_Requirement_. Copy out exactly the lines from the line containing "pub const fn" to the end of the listing.

_Source data_.
-- Opening Marker --

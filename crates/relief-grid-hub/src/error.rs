//! Error types for the message hub.

use thiserror::Error;

/// A result type using `HubError`.
pub type Result<T> = std::result::Result<T, HubError>;

/// Errors that can occur while publishing or reading room messages.
#[derive(Debug, Error)]
pub enum HubError {
    /// Publish was called with empty (or whitespace-only) content.
    #[error("message content is empty")]
    EmptyMessage,

    /// The durable store could not record the message in time. Nothing was
    /// delivered; safe to retry with backoff.
    #[error("persistence failed: {0}")]
    Persistence(String),

    /// An internal error occurred.
    #[error("internal error: {0}")]
    Internal(String),
}

impl HubError {
    /// Returns true if this error might be resolved by retrying.
    #[must_use]
    pub const fn is_retriable(&self) -> bool {
        matches!(self, Self::Persistence(_) | Self::Internal(_))
    }
}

-- Closing Marker --

_Solution for this task_.
    pub const fn is_retriable(&self) -> bool {
        matches!(self, Self::Persistence(_) | Self::Internal(_))
    }
}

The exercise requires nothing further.